What you are asked to do
Reproduce the records word for word, from the first line to the line containing "filename crates/audiolib-cli/src/commands/ir.rs".

[Excerpts from a dataset]
%%

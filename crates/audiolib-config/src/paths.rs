//! Platform-specific configuration paths.
//!
//! - Linux: `~/.config/audiolib/`
//! - macOS: `~/Library/Application Support/audiolib/`
//! - Windows: `%APPDATA%\audiolib\`

use std::path::PathBuf;

/// Application name used for directory paths.
const APP_NAME: &str = "audiolib";

/// File name of the persisted analysis settings.
pub const SETTINGS_FILE: &str = "settings.toml";

/// Returns the user-specific configuration directory.
///
/// Returns a fallback path if the config directory cannot be determined.
pub fn user_config_dir() -> PathBuf {
    dirs::config_dir()
        .unwrap_or_else(|| PathBuf::from("."))
        .join(APP_NAME)
}

/// Default location of the settings file.
pub fn settings_path() -> PathBuf {
    user_config_dir().join(SETTINGS_FILE)
}
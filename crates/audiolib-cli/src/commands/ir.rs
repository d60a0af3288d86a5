//! Impulse response extraction from a stimulus/response pair.

use super::common::{load_settings, read_pair};
use anyhow::Context;
use audiolib_analysis::{TransferFunction, export_ir_csv, format_eng};
use clap::Args;
use indicatif::{ProgressBar, ProgressStyle};
use std::path::{Path, PathBuf};
use std::time::Duration;

/// Extract a zero-centered impulse response.
#[derive(Args)]
pub struct IrArgs {
    /// Stimulus WAV file (what was played into the system)
    #[arg(value_name = "INPUT")]
    pub input: PathBuf,

    /// Response WAV file (what was recorded from the system)
    #[arg(value_name = "OUTPUT")]
    pub response: PathBuf,

    /// FFT length (defaults to the settings value, then the signal length)
    #[arg(long)]
    pub fft_len: Option<usize>,

    /// Channel to use from both files
    #[arg(long, default_value = "0")]
    pub channel: usize,

    /// Half width of the displayed window in seconds
    #[arg(long)]
    pub width: Option<f64>,

    /// Center of the displayed window in seconds
    #[arg(long)]
    pub center: Option<f64>,

    /// Output CSV file for the windowed response (optional)
    #[arg(short, long)]
    pub output: Option<PathBuf>,
}

/// Run the ir command.
pub fn run(args: IrArgs, config: Option<&Path>) -> anyhow::Result<()> {
    let settings = load_settings(config)?;
    let (input, response) = read_pair(&args.input, &args.response, args.channel)?;
    let sample_rate = input.sample_rate;
    let fft_len = args
        .fft_len
        .or(settings.fft_len)
        .unwrap_or(input.samples.len());

    println!(
        "Extracting impulse response ({} samples, FFT {})...",
        input.samples.len(),
        fft_len
    );

    let pb = ProgressBar::new_spinner();
    pb.set_style(ProgressStyle::default_spinner().template("{spinner} {msg}")?);
    pb.enable_steady_tick(Duration::from_millis(100));
    pb.set_message("measuring transfer function");
    let tf = TransferFunction::measure(&input.samples, &response.samples, sample_rate, fft_len)?;
    pb.set_message("inverse transform");
    let ir = tf.to_impulse_response(sample_rate)?;
    pb.finish_and_clear();

    if let (Some(peak), Some(delay)) = (ir.peak_index(), ir.peak_delay()) {
        println!("  Peak:    {:.4} at sample {}", ir.samples[peak], peak);
        println!("  Delay:   {}", format_eng(delay, "s"));
    }

    let width = args.width.or(settings.ir_width);
    let center = args.center.unwrap_or(settings.ir_center);
    let window = ir.window(width, center)?;
    println!(
        "  Window:  {} .. {} ({} samples)",
        format_eng(window.start, "s"),
        format_eng(window.end, "s"),
        window.indices.len()
    );

    if let Some(path) = args.output {
        export_ir_csv(&ir, Some(&window), &path)
            .with_context(|| format!("writing {}", path.display()))?;
        println!("\nImpulse response saved to {}", path.display());
    }

    Ok(())
}
//! Persistent settings for audiolib analysis commands.
//!
//! Settings live in a TOML file under the user config directory and supply
//! defaults for transform lengths, output bit depth, plot scales and the
//! impulse-response window. Command-line flags override them.
//!
//! # Example
//!
//! ```rust,no_run
//! use audiolib_config::{AnalysisSettings, settings_path};
//!
//! let mut settings = AnalysisSettings::load_or_default(None).unwrap();
//! settings.fft_len = Some(16384);
//! settings.save(settings_path()).unwrap();
//! ```

mod error;
mod settings;

/// Platform-specific configuration paths.
pub mod paths;

pub use error::ConfigError;
pub use paths::{SETTINGS_FILE, settings_path, user_config_dir};
pub use settings::AnalysisSettings;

%%

Answer space
filename crates/audiolib-config/src/paths.rs
//! Platform-specific configuration paths.
//!
//! - Linux: `~/.config/audiolib/`
//! - macOS: `~/Library/Application Support/audiolib/`
//! - Windows: `%APPDATA%\audiolib\`

use std::path::PathBuf;

/// Application name used for directory paths.
const APP_NAME: &str = "audiolib";

/// File name of the persisted analysis settings.
pub const SETTINGS_FILE: &str = "settings.toml";

/// Returns the user-specific configuration directory.
///
/// Returns a fallback path if the config directory cannot be determined.
pub fn user_config_dir() -> PathBuf {
    dirs::config_dir()
        .unwrap_or_else(|| PathBuf::from("."))
        .join(APP_NAME)
}

/// Default location of the settings file.
pub fn settings_path() -> PathBuf {
    user_config_dir().join(SETTINGS_FILE)
}
filename crates/audiolib-cli/src/commands/ir.rs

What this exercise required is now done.